Each child does this
That same child has gone through this similar process not just with every other object in its world, but also with every situation it has encountered. Each scenario the child has been part of, with its parents, family, friends, strangers, each one has informed the next one and so on. This includes the emotion that was felt, because how we react to situations emotionally, whether its to feel that it is familiar and safe or unusual and partly unknown, depends on how we’ve reacted to previous similar situations.
Learning to panic
If we’ve learned to be wary when we hear a particular sound or type of voice it might be because its the sound of dog barking and we’ve been bitten by a dog before, or a certain type of voice that sounds like our strict headmaster. We can attach emotional responses to different objects or sensations, both positive ones that feel good and negative ones that can mean we are triggered into the fight or flight response.
Not why; how?
The point of realising this is that it shows that it is not so helpful to know why we have a particularly disturbing and distracting negative response in circumstances that shouldn’t warrant it, like panicking when we leave the house to go on holiday. What is helpful is knowing how it happens, what it feels like, what seems to set it off, and this information can help me to guide my clients to trace the actual emotional state to its beginnings and begin the process of acquiring a new perspective on an old out of date reaction.
What about the chair?
What if they had a negative emotional response to my chair?
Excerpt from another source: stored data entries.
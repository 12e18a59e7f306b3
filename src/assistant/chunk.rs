//! Message Chunking
//!
//! チャットの1メッセージあたりの長さ制限に合わせて、長いテキストを分割する。

/// 1メッセージの最大文字数
pub const MAX_MESSAGE_LEN: usize = 4000;

/// テキストを最大`limit`文字ずつの連続したチャンクに分割する
///
/// 文字（Unicodeスカラー値）単位で数えるため、マルチバイト文字の途中で切れることはありません。
/// 改行も含めて元のテキストをそのまま保持し、チャンクを連結すると元のテキストに戻ります。
/// 空のテキストはチャンクを生成しません。`limit`が0の場合は1として扱います。
///
/// ```rust
/// use rentsheet::chunk_message;
///
/// assert_eq!(chunk_message("abcdefg", 3), vec!["abc", "def", "g"]);
/// assert_eq!(chunk_message("short", 4000), vec!["short"]);
/// assert!(chunk_message("", 10).is_empty());
/// ```
pub fn chunk_message(text: &str, limit: usize) -> Vec<String> {
    let limit = limit.max(1);
    let mut chunks = Vec::new();
    let mut current = String::new();
    let mut count = 0;

    for ch in text.chars() {
        if count == limit {
            chunks.push(std::mem::take(&mut current));
            count = 0;
        }
        current.push(ch);
        count += 1;
    }

    if !current.is_empty() {
        chunks.push(current);
    }

    chunks
}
Maybe they once sat on a chair that collapsed beneath them and everybody around them laughed and they felt humiliated. I can help them reestablish the other option; that it was funny and that they can be in on the joke as well and that chairs are great for sitting on and getting the weight off your feet. What I mean is I can help them let go of the old meaning the situation seems to have and also help them to create a different expectation, one that allows them to feel safe and confident.